But it seems like then every process can be an optimisation process, and when you measure the optimisation power that’s really telling you more about whether the ‘optimisation target’ you selected as your measure is a good fit for the process you’re looking at. It tells you more about your interpretation of the optimisation target than it does about the process itself.
Gravity isn’t very powerful for minimising distance between sources of mass, but it is very powerful for “making mass move in straight lines through curved spacetime”[1]. For any process at all, you just look at “whatever it actually ends up doing”, and then say that was its optimisation target all along, and hey presto, it turns out there are superpowerful optimisation processes everywhere you look, all being hugely successful at making things turn out how (you think) they wanted, provided you think they wanted things the way they actually turned out. If you get to choose your own interpretation of what the optimisation target is, ‘optimisation process’ doesn’t seem like a very useful notion at all.
Also, re: value independence: Evolution seems like a pretty definite candidate for what we want ‘optimisation process’ to mean, but its values seem to be pretty inextricably baked in to the algorithm.
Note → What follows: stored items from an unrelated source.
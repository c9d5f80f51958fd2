//! Output video formats.

use schemars::JsonSchema;
use serde::{Deserialize, Serialize};
use std::fmt;

/// Output format for the composed video.
#[derive(Debug, Clone, Copy, PartialEq, Eq, Hash, Serialize, Deserialize, JsonSchema, Default)]
#[serde(rename_all = "snake_case")]
pub enum VideoFormat {
    /// 9:16, shorts/reels
    #[default]
    Vertical,
    /// 16:9
    Landscape,
    /// 1:1
    Square,
}

impl VideoFormat {
    pub fn as_str(&self) -> &'static str {
        match self {
            VideoFormat::Vertical => "vertical",
            VideoFormat::Landscape => "landscape",
            VideoFormat::Square => "square",
        }
    }

    /// Pixel dimensions used by the composition stage.
    pub fn dimensions(&self) -> (u32, u32) {
        match self {
            VideoFormat::Vertical => (1080, 1920),
            VideoFormat::Landscape => (1920, 1080),
            VideoFormat::Square => (1080, 1080),
        }
    }
}

impl fmt::Display for VideoFormat {
    fn fmt(&self, f: &mut fmt::Formatter<'_>) -> fmt::Result {
        write!(f, "{}", self.as_str())
    }
}

#[cfg(test)]
mod tests {
    use super::*;

    #[test]
    fn test_default_is_vertical() {
        assert_eq!(VideoFormat::default(), VideoFormat::Vertical);
        assert_eq!(VideoFormat::Vertical.dimensions(), (1080, 1920));
    }

    #[test]
    fn test_serde_round_trip() {
        let json = serde_json::to_string(&VideoFormat::Landscape).unwrap();
        assert_eq!(json, "\"landscape\"");
        let back: VideoFormat = serde_json::from_str(&json).unwrap();
        assert_eq!(back, VideoFormat::Landscape);
    }
}
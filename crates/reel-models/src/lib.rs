//! Shared data models for the Reelforge backend.
//!
//! This crate provides Serde-serializable types for:
//! - Projects and their production lifecycle states
//! - Scripts, cast assignments and generated assets
//! - Scheduled jobs (recurring production requests)
//! - YouTube connection and upload metadata

pub mod asset;
pub mod format;
pub mod job;
pub mod project;
pub mod script;
pub mod youtube;

// Re-export common types
pub use asset::{Asset, AssetType};
pub use format::VideoFormat;
pub use job::{JobId, ScheduledJob};
pub use project::{Project, ProjectId, ProjectStatus};
pub use script::{CastList, Scene, Script, VoiceAssignment};
pub use youtube::{PrivacyStatus, YouTubeConnection, YouTubeMetadata};
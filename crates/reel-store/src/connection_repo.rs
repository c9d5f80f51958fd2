//! Repository for the YouTube connection row.
//!
//! The backend binds a single account, so the connection lives in a
//! single-row table; connecting replaces any previous binding.

use sqlx::Row;
use tracing::info;

use reel_models::YouTubeConnection;

use crate::db::Store;
use crate::error::StoreResult;

/// Repository for the YouTube connection document.
pub struct ConnectionRepository {
    store: Store,
}

impl ConnectionRepository {
    /// Create a new connection repository.
    pub fn new(store: Store) -> Self {
        Self { store }
    }

    /// The current connection, if one is stored.
    pub async fn get(&self) -> StoreResult<Option<YouTubeConnection>> {
        let row = sqlx::query("SELECT data FROM youtube_connection WHERE id = 1")
            .fetch_optional(self.store.pool())
            .await?;

        match row {
            Some(row) => {
                let data: String = row.try_get("data")?;
                Ok(Some(serde_json::from_str(&data)?))
            }
            None => Ok(None),
        }
    }

    /// Store a connection, replacing any existing one.
    pub async fn set(&self, connection: &YouTubeConnection) -> StoreResult<()> {
        let data = serde_json::to_string(connection)?;
        sqlx::query(
            "INSERT INTO youtube_connection (id, data) VALUES (1, ?) \
             ON CONFLICT (id) DO UPDATE SET data = excluded.data",
        )
        .bind(data)
        .execute(self.store.pool())
        .await?;

        info!(channel_id = %connection.channel_id, "Stored YouTube connection");
        Ok(())
    }

    /// Remove the stored connection. Returns whether one existed.
    pub async fn clear(&self) -> StoreResult<bool> {
        let result = sqlx::query("DELETE FROM youtube_connection WHERE id = 1")
            .execute(self.store.pool())
            .await?;
        Ok(result.rows_affected() > 0)
    }
}
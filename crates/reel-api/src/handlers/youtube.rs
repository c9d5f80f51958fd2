//! YouTube connection API handlers.

use axum::extract::{Query, State};
use axum::Json;
use serde::{Deserialize, Serialize};
use tracing::{info, warn};

use crate::error::{ApiError, ApiResult};
use crate::state::AppState;

#[derive(Serialize)]
pub struct AuthUrlResponse {
    pub auth_url: String,
}

#[derive(Debug, Deserialize)]
pub struct CallbackQuery {
    pub code: String,
}

#[derive(Serialize)]
pub struct ConnectionResponse {
    pub connected: bool,
    #[serde(skip_serializing_if = "Option::is_none")]
    pub channel_title: Option<String>,
}

/// The redirect URL that starts the OAuth authorization flow.
pub async fn get_auth_url(State(state): State<AppState>) -> ApiResult<Json<AuthUrlResponse>> {
    let auth_url = state.youtube.authorize_url()?;
    Ok(Json(AuthUrlResponse { auth_url }))
}

/// OAuth callback: exchange the code and persist the connection.
pub async fn handle_callback(
    State(state): State<AppState>,
    Query(query): Query<CallbackQuery>,
) -> ApiResult<Json<ConnectionResponse>> {
    if query.code.is_empty() {
        return Err(ApiError::bad_request("Missing authorization code"));
    }

    let connection = state.youtube.exchange_code(&query.code).await?;
    state.store.connections().set(&connection).await?;

    Ok(Json(ConnectionResponse {
        connected: true,
        channel_title: connection.channel_title,
    }))
}

/// Current connection status; polled by clients, no side effects.
pub async fn get_connection(State(state): State<AppState>) -> ApiResult<Json<ConnectionResponse>> {
    let connection = state.store.connections().get().await?;
    Ok(Json(match connection {
        Some(conn) => ConnectionResponse {
            connected: true,
            channel_title: conn.channel_title,
        },
        None => ConnectionResponse {
            connected: false,
            channel_title: None,
        },
    }))
}

/// Revoke the stored credential and forget the connection.
pub async fn disconnect(State(state): State<AppState>) -> ApiResult<Json<ConnectionResponse>> {
    let connection = state
        .store
        .connections()
        .get()
        .await?
        .ok_or_else(|| ApiError::not_found("No YouTube connection"))?;

    // The stored credential is cleared even when the provider refuses the
    // revocation; the account owner can always revoke from their side.
    if let Err(e) = state.youtube.revoke(&connection).await {
        warn!("Token revocation failed, clearing connection anyway: {}", e);
    }
    state.store.connections().clear().await?;

    info!(channel_id = %connection.channel_id, "YouTube account disconnected");
    Ok(Json(ConnectionResponse {
        connected: false,
        channel_title: None,
    }))
}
You can’t reprogram evolution to start optimising for paperclips, for example. It only optimises for whatever genes are selectively favoured by the environment.
[1] insert a more accurate description of what gravity does here if required.
Yes, I agree that on this account every process is technically speaking an optimization process for some target, and I agree that optimization power can only be measured relative to particular target or class of targets.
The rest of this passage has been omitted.